You can't plan moments like this. They just find you.
On the second day of our Spring Break Soccer Tournament, we noticed a news van pull up. No email. No phone call. No heads up. Just WKBW — Buffalo's ABC affiliate — walking through the gates with cameras rolling. And honestly? We didn't have time to be nervous. The energy on the field was too loud for that.
They Showed Up for a Tournament. They Left With a Story.
180 kids. 35 schools. 12 teams named after the streets they grew up on. That's what WKBW walked into. But the numbers didn't tell the whole story. What they captured was something harder to quantify: a kid from a refugee family scoring his first goal and not knowing whether to celebrate or cry. Parents who'd never been able to afford a club team finally watching their child play in a real tournament. Coaches who speak five different languages between them, all shouting encouragement in the one that matters most to the kid on the ball.
WKBW didn't stage a single thing. They didn't need to. They just let the day speak for itself.
The Voices That Made the Story
The best part of the segment wasn't the B-roll of goals. It was the kids talking to the camera like they were talking to a friend. One of our players — a quiet 14-year-old from Burma who barely says a word at practice — looked straight into the lens and said, 'This is the first time I feel like I belong to something.'
That's the sentence that made it to the evening news. And that's the sentence that made the whole thing worth it.

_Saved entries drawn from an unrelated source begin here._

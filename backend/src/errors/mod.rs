use axum::{
    http::StatusCode,
    response::{IntoResponse, Json, Response},
};
use rusqlite::ErrorCode;
use serde_json::json;
use thiserror::Error;

use crate::domain::RuleViolation;

/// Per-request failures. None of them is fatal to the process.
#[derive(Debug, Error)]
pub enum AppError {
    #[error("{0}")]
    Validation(String),
    #[error("authentication required")]
    Unauthorized,
    #[error("{0}")]
    NotFound(String),
    #[error("{0}")]
    Conflict(String),
    #[error(transparent)]
    Internal(anyhow::Error),
}

pub type AppResult<T> = Result<T, AppError>;

impl AppError {
    pub fn validation(message: impl Into<String>) -> Self {
        Self::Validation(message.into())
    }

    pub fn not_found(message: impl Into<String>) -> Self {
        Self::NotFound(message.into())
    }

    pub fn status(&self) -> StatusCode {
        match self {
            AppError::Validation(_) => StatusCode::BAD_REQUEST,
            AppError::Unauthorized => StatusCode::UNAUTHORIZED,
            AppError::NotFound(_) => StatusCode::NOT_FOUND,
            AppError::Conflict(_) => StatusCode::CONFLICT,
            AppError::Internal(_) => StatusCode::INTERNAL_SERVER_ERROR,
        }
    }

    /// Message safe to hand back to the client.
    fn public_message(&self) -> String {
        match self {
            AppError::Internal(_) => "Internal server error.".to_string(),
            other => other.to_string(),
        }
    }
}

impl From<anyhow::Error> for AppError {
    fn from(err: anyhow::Error) -> Self {
        if is_constraint_violation(&err) {
            log::warn!("Constraint violation: {:#}", err);
            return AppError::Conflict("A conflicting record already exists.".to_string());
        }
        AppError::Internal(err)
    }
}

impl From<RuleViolation> for AppError {
    fn from(err: RuleViolation) -> Self {
        AppError::Validation(err.to_string())
    }
}

impl From<r2d2::Error> for AppError {
    fn from(err: r2d2::Error) -> Self {
        AppError::Internal(anyhow::Error::new(err).context("Failed to get database connection from pool"))
    }
}

/// True when a SQLite constraint (unique, foreign key, check) rejected the write.
pub fn is_constraint_violation(err: &anyhow::Error) -> bool {
    err.chain()
        .filter_map(|cause| cause.downcast_ref::<rusqlite::Error>())
        .any(|sqlite| sqlite.sqlite_error_code() == Some(ErrorCode::ConstraintViolation))
}

impl IntoResponse for AppError {
    fn into_response(self) -> Response {
        if let AppError::Internal(err) = &self {
            log::error!("Request failed: {:?}", err);
        }
        let body = Json(json!({ "error": self.public_message() }));
        (self.status(), body).into_response()
    }
}

#[cfg(test)]
mod tests {
    use super::*;
    use anyhow::Context;

    fn constraint_error() -> anyhow::Error {
        let conn = rusqlite::Connection::open_in_memory().unwrap();
        conn.execute_batch("CREATE TABLE t (name TEXT UNIQUE); INSERT INTO t VALUES ('a');")
            .unwrap();
        conn.execute("INSERT INTO t VALUES ('a')", [])
            .context("Failed to insert")
            .unwrap_err()
    }

    #[test]
    fn test_constraint_violation_becomes_conflict() {
        let err = AppError::from(constraint_error());
        assert!(matches!(err, AppError::Conflict(_)));
        assert_eq!(err.status(), StatusCode::CONFLICT);
    }

    #[test]
    fn test_other_errors_are_internal_and_hidden() {
        let err = AppError::from(anyhow::anyhow!("disk on fire at /var/db"));
        assert_eq!(err.status(), StatusCode::INTERNAL_SERVER_ERROR);
        assert_eq!(err.public_message(), "Internal server error.");
    }

    #[test]
    fn test_rule_violation_is_bad_request() {
        let err = AppError::from(RuleViolation::ScoreOutOfRange(11));
        assert_eq!(err.status(), StatusCode::BAD_REQUEST);
    }
}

If you missed the broadcast, you can watch the full story here:
WKBW 7 News Buffalo: Free Soccer Tournament for Underserved Youth
Watch the full WKBW news story about Beyond Borders Athletics' free Spring Break soccer tournament serving Buffalo's refugee, immigrant, and inner-city youth.
What the Cameras Couldn't Fully Capture
A news segment is four minutes. A tournament is two days. There's no way to fit everything WKBW saw into one broadcast, but here's what they told us stood out after the cameras stopped rolling:
- Our coaches know the kids' names, their stories, and sometimes their trauma. That relationship doesn't fit in a sound bite.
- HEAL International and Full Circle Family Services were on the ground making sure families had what they needed — rides, snacks, someone to talk to.
- DICK'S Sporting Goods showed up not just as a sponsor, but as people who genuinely believe in what we're doing. Their reps were on the sideline cheering.
- The tournament was free. Every single kid played. No applications. No income checks. No barriers. Just show up and play.
WKBW told us they don't usually cover youth sports like this. But something about this day felt different. They said it felt real. That's because it was.
Why Coverage Like This Matters
Our kids don't often see themselves on TV. Not like this. Not in a story about their own strength. The WKBW piece didn't just show a tournament — it showed possibility. It showed Buffalo that the kids we serve aren't waiting to be saved. They're already doing extraordinary things. They just need a field and a chance.
Since the story aired, we've heard from more families, more volunteers, and more people who want to be part of this. That's the power of visibility. When you tell someone's story with dignity, it changes how they see themselves. And it changes how the world sees them too.